Your assignment:
Return the records below exactly, leaving nothing out.
######
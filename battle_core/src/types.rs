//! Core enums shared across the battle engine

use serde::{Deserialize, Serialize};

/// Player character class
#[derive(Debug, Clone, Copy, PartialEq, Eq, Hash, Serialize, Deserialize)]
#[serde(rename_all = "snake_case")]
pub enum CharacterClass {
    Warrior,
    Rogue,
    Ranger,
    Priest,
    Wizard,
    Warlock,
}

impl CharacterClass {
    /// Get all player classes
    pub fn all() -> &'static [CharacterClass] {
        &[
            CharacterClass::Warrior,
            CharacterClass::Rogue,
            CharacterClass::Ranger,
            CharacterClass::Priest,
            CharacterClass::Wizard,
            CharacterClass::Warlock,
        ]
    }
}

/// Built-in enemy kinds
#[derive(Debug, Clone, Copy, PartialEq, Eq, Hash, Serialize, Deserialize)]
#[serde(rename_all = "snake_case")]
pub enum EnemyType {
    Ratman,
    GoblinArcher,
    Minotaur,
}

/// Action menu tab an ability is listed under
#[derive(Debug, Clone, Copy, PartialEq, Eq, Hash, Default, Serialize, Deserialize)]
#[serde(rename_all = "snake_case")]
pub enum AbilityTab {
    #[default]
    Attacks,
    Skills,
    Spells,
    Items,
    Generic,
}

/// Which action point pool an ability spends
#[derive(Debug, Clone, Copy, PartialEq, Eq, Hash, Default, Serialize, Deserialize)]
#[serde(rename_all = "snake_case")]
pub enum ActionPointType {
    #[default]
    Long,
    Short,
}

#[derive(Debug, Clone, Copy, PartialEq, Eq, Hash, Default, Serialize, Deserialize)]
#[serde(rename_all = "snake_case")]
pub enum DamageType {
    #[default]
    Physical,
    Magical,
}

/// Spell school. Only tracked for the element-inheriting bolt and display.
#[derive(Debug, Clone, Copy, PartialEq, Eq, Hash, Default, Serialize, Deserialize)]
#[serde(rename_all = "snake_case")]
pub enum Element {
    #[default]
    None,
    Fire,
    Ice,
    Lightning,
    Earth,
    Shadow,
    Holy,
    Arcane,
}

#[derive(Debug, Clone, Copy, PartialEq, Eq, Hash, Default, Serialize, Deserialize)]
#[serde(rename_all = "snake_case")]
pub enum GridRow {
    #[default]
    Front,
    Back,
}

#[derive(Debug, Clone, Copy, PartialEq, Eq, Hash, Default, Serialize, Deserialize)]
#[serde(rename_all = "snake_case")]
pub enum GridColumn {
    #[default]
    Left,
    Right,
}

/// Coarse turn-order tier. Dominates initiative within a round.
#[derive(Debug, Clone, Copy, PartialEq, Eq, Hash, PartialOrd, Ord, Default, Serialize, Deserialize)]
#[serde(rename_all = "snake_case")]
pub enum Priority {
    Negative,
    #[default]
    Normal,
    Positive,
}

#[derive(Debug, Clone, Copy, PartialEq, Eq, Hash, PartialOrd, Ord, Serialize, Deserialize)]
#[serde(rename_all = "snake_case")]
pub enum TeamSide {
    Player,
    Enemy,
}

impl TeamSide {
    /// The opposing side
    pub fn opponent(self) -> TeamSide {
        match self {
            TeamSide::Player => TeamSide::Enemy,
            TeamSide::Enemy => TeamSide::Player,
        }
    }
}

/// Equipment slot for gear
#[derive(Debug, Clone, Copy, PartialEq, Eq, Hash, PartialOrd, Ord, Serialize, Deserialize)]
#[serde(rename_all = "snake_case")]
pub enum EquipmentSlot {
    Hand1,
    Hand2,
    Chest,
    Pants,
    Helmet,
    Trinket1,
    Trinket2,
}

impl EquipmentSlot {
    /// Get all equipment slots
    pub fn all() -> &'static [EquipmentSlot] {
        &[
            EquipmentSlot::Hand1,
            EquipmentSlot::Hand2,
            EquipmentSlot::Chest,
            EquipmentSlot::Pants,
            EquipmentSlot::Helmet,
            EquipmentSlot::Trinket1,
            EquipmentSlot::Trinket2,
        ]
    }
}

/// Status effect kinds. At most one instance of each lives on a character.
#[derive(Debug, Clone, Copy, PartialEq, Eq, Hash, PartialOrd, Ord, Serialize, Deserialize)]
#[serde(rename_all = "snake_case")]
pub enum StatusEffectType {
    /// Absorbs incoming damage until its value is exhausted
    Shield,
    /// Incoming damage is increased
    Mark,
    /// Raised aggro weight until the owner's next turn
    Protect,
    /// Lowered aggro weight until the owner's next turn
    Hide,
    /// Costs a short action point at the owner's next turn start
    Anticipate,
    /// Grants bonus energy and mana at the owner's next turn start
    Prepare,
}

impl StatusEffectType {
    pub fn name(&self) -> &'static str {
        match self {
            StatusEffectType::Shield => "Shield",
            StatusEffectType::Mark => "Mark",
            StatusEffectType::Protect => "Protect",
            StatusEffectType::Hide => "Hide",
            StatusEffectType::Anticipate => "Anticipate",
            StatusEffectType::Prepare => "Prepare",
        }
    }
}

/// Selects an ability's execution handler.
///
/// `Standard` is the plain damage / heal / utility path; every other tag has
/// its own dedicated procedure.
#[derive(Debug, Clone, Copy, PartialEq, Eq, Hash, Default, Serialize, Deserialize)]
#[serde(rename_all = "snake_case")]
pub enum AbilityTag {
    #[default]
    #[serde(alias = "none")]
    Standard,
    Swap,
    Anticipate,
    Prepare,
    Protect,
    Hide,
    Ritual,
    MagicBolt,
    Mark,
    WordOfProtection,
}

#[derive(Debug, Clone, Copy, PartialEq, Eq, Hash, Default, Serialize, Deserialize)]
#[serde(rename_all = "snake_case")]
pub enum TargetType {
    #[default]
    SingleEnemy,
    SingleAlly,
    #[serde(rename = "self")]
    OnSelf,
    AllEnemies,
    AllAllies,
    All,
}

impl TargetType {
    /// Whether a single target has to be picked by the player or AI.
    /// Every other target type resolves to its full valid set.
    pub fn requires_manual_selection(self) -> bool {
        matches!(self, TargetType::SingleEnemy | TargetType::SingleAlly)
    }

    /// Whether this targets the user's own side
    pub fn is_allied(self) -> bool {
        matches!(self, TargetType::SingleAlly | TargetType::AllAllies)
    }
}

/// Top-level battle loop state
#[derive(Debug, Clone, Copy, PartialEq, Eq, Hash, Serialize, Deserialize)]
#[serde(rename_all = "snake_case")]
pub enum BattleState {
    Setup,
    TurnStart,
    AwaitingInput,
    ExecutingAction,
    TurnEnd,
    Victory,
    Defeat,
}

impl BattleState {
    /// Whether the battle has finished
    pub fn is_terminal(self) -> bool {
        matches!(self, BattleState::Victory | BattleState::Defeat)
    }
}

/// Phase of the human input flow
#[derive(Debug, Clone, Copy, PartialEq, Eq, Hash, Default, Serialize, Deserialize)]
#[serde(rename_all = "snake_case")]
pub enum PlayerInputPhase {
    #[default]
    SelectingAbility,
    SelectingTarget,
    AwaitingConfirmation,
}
######
Expected answer:
filename battle_core/src/types.rs
//! Core enums shared across the battle engine

use serde::{Deserialize, Serialize};

/// Player character class
#[derive(Debug, Clone, Copy, PartialEq, Eq, Hash, Serialize, Deserialize)]
#[serde(rename_all = "snake_case")]
pub enum CharacterClass {
    Warrior,
    Rogue,
    Ranger,
    Priest,
    Wizard,
    Warlock,
}

impl CharacterClass {
    /// Get all player classes
    pub fn all() -> &'static [CharacterClass] {
        &[
            CharacterClass::Warrior,
            CharacterClass::Rogue,
            CharacterClass::Ranger,
            CharacterClass::Priest,
            CharacterClass::Wizard,
            CharacterClass::Warlock,
        ]
    }
}

/// Built-in enemy kinds
#[derive(Debug, Clone, Copy, PartialEq, Eq, Hash, Serialize, Deserialize)]
#[serde(rename_all = "snake_case")]
pub enum EnemyType {
    Ratman,
    GoblinArcher,
    Minotaur,
}

/// Action menu tab an ability is listed under
#[derive(Debug, Clone, Copy, PartialEq, Eq, Hash, Default, Serialize, Deserialize)]
#[serde(rename_all = "snake_case")]
pub enum AbilityTab {
    #[default]
    Attacks,
    Skills,
    Spells,
    Items,
    Generic,
}

/// Which action point pool an ability spends
#[derive(Debug, Clone, Copy, PartialEq, Eq, Hash, Default, Serialize, Deserialize)]
#[serde(rename_all = "snake_case")]
pub enum ActionPointType {
    #[default]
    Long,
    Short,
}

#[derive(Debug, Clone, Copy, PartialEq, Eq, Hash, Default, Serialize, Deserialize)]
#[serde(rename_all = "snake_case")]
pub enum DamageType {
    #[default]
    Physical,
    Magical,
}

/// Spell school. Only tracked for the element-inheriting bolt and display.
#[derive(Debug, Clone, Copy, PartialEq, Eq, Hash, Default, Serialize, Deserialize)]
#[serde(rename_all = "snake_case")]
pub enum Element {
    #[default]
    None,
    Fire,
    Ice,
    Lightning,
    Earth,
    Shadow,
    Holy,
    Arcane,
}

#[derive(Debug, Clone, Copy, PartialEq, Eq, Hash, Default, Serialize, Deserialize)]
#[serde(rename_all = "snake_case")]
pub enum GridRow {
    #[default]
    Front,
    Back,
}

#[derive(Debug, Clone, Copy, PartialEq, Eq, Hash, Default, Serialize, Deserialize)]
#[serde(rename_all = "snake_case")]
pub enum GridColumn {
    #[default]
    Left,
    Right,
}

/// Coarse turn-order tier. Dominates initiative within a round.
#[derive(Debug, Clone, Copy, PartialEq, Eq, Hash, PartialOrd, Ord, Default, Serialize, Deserialize)]
#[serde(rename_all = "snake_case")]
pub enum Priority {
    Negative,
    #[default]
    Normal,
    Positive,
}

#[derive(Debug, Clone, Copy, PartialEq, Eq, Hash, PartialOrd, Ord, Serialize, Deserialize)]
#[serde(rename_all = "snake_case")]
pub enum TeamSide {
    Player,
    Enemy,
}

impl TeamSide {
    /// The opposing side
    pub fn opponent(self) -> TeamSide {
        match self {
            TeamSide::Player => TeamSide::Enemy,
            TeamSide::Enemy => TeamSide::Player,
        }
    }
}

/// Equipment slot for gear
#[derive(Debug, Clone, Copy, PartialEq, Eq, Hash, PartialOrd, Ord, Serialize, Deserialize)]
#[serde(rename_all = "snake_case")]
pub enum EquipmentSlot {
    Hand1,
    Hand2,
    Chest,
    Pants,
    Helmet,
    Trinket1,
    Trinket2,
}

impl EquipmentSlot {
    /// Get all equipment slots
    pub fn all() -> &'static [EquipmentSlot] {
        &[
            EquipmentSlot::Hand1,
            EquipmentSlot::Hand2,
            EquipmentSlot::Chest,
            EquipmentSlot::Pants,
            EquipmentSlot::Helmet,
            EquipmentSlot::Trinket1,
            EquipmentSlot::Trinket2,
        ]
    }
}

/// Status effect kinds. At most one instance of each lives on a character.
#[derive(Debug, Clone, Copy, PartialEq, Eq, Hash, PartialOrd, Ord, Serialize, Deserialize)]
#[serde(rename_all = "snake_case")]
pub enum StatusEffectType {
    /// Absorbs incoming damage until its value is exhausted
    Shield,
    /// Incoming damage is increased
    Mark,
    /// Raised aggro weight until the owner's next turn
    Protect,
    /// Lowered aggro weight until the owner's next turn
    Hide,
    /// Costs a short action point at the owner's next turn start
    Anticipate,
    /// Grants bonus energy and mana at the owner's next turn start
    Prepare,
}

impl StatusEffectType {
    pub fn name(&self) -> &'static str {
        match self {
            StatusEffectType::Shield => "Shield",
            StatusEffectType::Mark => "Mark",
            StatusEffectType::Protect => "Protect",
            StatusEffectType::Hide => "Hide",
            StatusEffectType::Anticipate => "Anticipate",
            StatusEffectType::Prepare => "Prepare",
        }
    }
}

/// Selects an ability's execution handler.
///
/// `Standard` is the plain damage / heal / utility path; every other tag has
/// its own dedicated procedure.
#[derive(Debug, Clone, Copy, PartialEq, Eq, Hash, Default, Serialize, Deserialize)]
#[serde(rename_all = "snake_case")]
pub enum AbilityTag {
    #[default]
    #[serde(alias = "none")]
    Standard,
    Swap,
    Anticipate,
    Prepare,
    Protect,
    Hide,
    Ritual,
    MagicBolt,
    Mark,
    WordOfProtection,
}

#[derive(Debug, Clone, Copy, PartialEq, Eq, Hash, Default, Serialize, Deserialize)]
#[serde(rename_all = "snake_case")]
pub enum TargetType {
    #[default]
    SingleEnemy,
    SingleAlly,
    #[serde(rename = "self")]
    OnSelf,
    AllEnemies,
    AllAllies,
    All,
}

impl TargetType {
    /// Whether a single target has to be picked by the player or AI.
    /// Every other target type resolves to its full valid set.
    pub fn requires_manual_selection(self) -> bool {
        matches!(self, TargetType::SingleEnemy | TargetType::SingleAlly)
    }

    /// Whether this targets the user's own side
    pub fn is_allied(self) -> bool {
        matches!(self, TargetType::SingleAlly | TargetType::AllAllies)
    }
}

/// Top-level battle loop state
#[derive(Debug, Clone, Copy, PartialEq, Eq, Hash, Serialize, Deserialize)]
#[serde(rename_all = "snake_case")]
pub enum BattleState {
    Setup,
    TurnStart,
    AwaitingInput,
    ExecutingAction,
    TurnEnd,
    Victory,
    Defeat,
}

impl BattleState {
    /// Whether the battle has finished
    pub fn is_terminal(self) -> bool {
        matches!(self, BattleState::Victory | BattleState::Defeat)
    }
}

/// Phase of the human input flow
#[derive(Debug, Clone, Copy, PartialEq, Eq, Hash, Default, Serialize, Deserialize)]
#[serde(rename_all = "snake_case")]
pub enum PlayerInputPhase {
    #[default]
    SelectingAbility,
    SelectingTarget,
    AwaitingConfirmation,
}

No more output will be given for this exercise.